Viruses Treatment Articles

New Bird Flu Outbreak In Japan Is H5N1

October 31, 2017

Authorities in Japan have confirmed that a new bird flu outbreak in Hyuga, southern Miyazaki prefecture, was caused by H5N infection, the virulent bird flu virus strain. Another possible H5N case has also appeared in a farm in Takahashi, Okayama prefecture, where 22 chickens have died during this weekend.

The Takahashi farm has about 12,000 chickens.

News of this second outbreak appeared just hours after the Agriculture, Forestry and Fisheries Ministry confirmed H5N1 in the first outbreak.

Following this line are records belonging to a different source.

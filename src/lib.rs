//! Mood based track recommendations on top of the Spotify Web API
//!
//! This library provides a small HTTP backend that signs in to Spotify with the
//! authorization-code flow, proxies a handful of listening-data endpoints and
//! derives recommendations from the averaged audio features of seed tracks,
//! nudged toward mood and activity presets.
//!
//! # Modules
//!
//! - `api` - HTTP handlers of the backend
//! - `cli` - Command-line helpers of the `moodrec` binary
//! - `config` - Configuration, environment loading and weight presets
//! - `error` - Error taxonomy and its mapping onto HTTP responses
//! - `management` - Token lifecycle and the recommendation engine
//! - `server` - Router assembly and server start-up
//! - `spotify` - Spotify Web API client implementation
//! - `types` - Data structures and type definitions
//!
//! # Example
//!
//! ```
//! use moodrec::{config, server};
//!
//! #[tokio::main]
//! async fn main() -> moodrec::Res<()> {
//!     config::load_env().await?;
//!     server::start_api_server(config::Config::from_env()).await
//! }
//! ```

pub mod api;
pub mod cli;
pub mod config;
pub mod error;
pub mod management;
pub mod server;
pub mod spotify;
pub mod types;

/// A convenient Result type alias for process level operations that may fail.
///
/// Request handling uses [`error::ApiError`] instead; this alias covers
/// start-up plumbing such as binding the listener.
pub type Res<T> = std::result::Result<T, Box<dyn std::error::Error + Send + Sync>>;

/// Prints an informational message with a blue bullet point.
///
/// # Example
///
/// ```
/// info!("Listening on {}", addr);
/// ```
#[macro_export]
macro_rules! info {
  ($($arg:tt)*) => ({
    use colored::Colorize;
    println!("[{}] {}", "o".blue().bold(), std::format_args!($($arg)*));
  })
}

/// Prints a success message with a green checkmark.
///
/// # Example
///
/// ```
/// success!("Authenticated with Spotify");
/// ```
#[macro_export]
macro_rules! success {
  ($($arg:tt)*) => ({
    use colored::Colorize;
    println!("[{}] {}", "✓".green().bold(), std::format_args!($($arg)*));
  })
}

/// Prints an error message with a red exclamation mark and exits the program.
///
/// Only meant for fatal start-up failures. Request handlers never call it;
/// they log with [`warning!`] and answer with an error response.
///
/// # Example
///
/// ```
/// error!("Failed to bind {}", addr);
/// // Program exits here - code after this will not execute
/// ```
#[macro_export]
macro_rules! error {
  ($($arg:tt)*) => ({
    use colored::Colorize;
    eprintln!("[{}] {}", "!".red().bold(), std::format_args!($($arg)*));
    std::process::exit(1);
  })
}

/// Prints a warning message with a yellow exclamation mark.
///
/// # Example
///
/// ```
/// warning!("Unknown mood '{}', ignoring", mood);
/// ```
#[macro_export]
macro_rules! warning {
  ($($arg:tt)*) => ({
    use colored::Colorize;
    println!("[{}] {}", "!".yellow().bold(), std::format_args!($($arg)*));
  })
}
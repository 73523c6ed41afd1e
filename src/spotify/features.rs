use serde_json::Value;

use super::SpotifyClient;
use crate::{error::ApiError, types::RecommendationQuery};

impl SpotifyClient {
    /// Fetches audio features for up to 100 tracks in one request.
    ///
    /// The response keeps Spotify's shape: `{"audio_features": [...]}` with a
    /// `null` entry for every id that has no features.
    pub async fn audio_features(&self, track_ids: &[String]) -> Result<Value, ApiError> {
        self.get_resource("audio-features", &[("ids", track_ids.join(","))])
            .await
    }

    pub async fn recommendations(&self, query: &RecommendationQuery) -> Result<Value, ApiError> {
        self.get_resource("recommendations", &query.to_params()).await
    }
}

Authorities are asking bordering farms to stop moving livestock.

50,000 chickens are being culled in the area where the the first outbreak occured.

H5N1 infection among birds was detected in Japan in February 2003. Since then there have been occasional outbreaks.

Scientists worry that the H5N1 bird flu virus strain may one day mutate and become easily human transmissible. The most likely way it could do this would be to infect a human who already has the normal flu. The bird flu virus would then have the opportunity to exchange genetic information with the normal human flu virus and acquire its ability to spread easily from person-to-person. If this happened we could then be facing a serious global flu pandemic.

So far, humans do not catch bird flu easily from birds, and for a human to infect another human is extremely rare.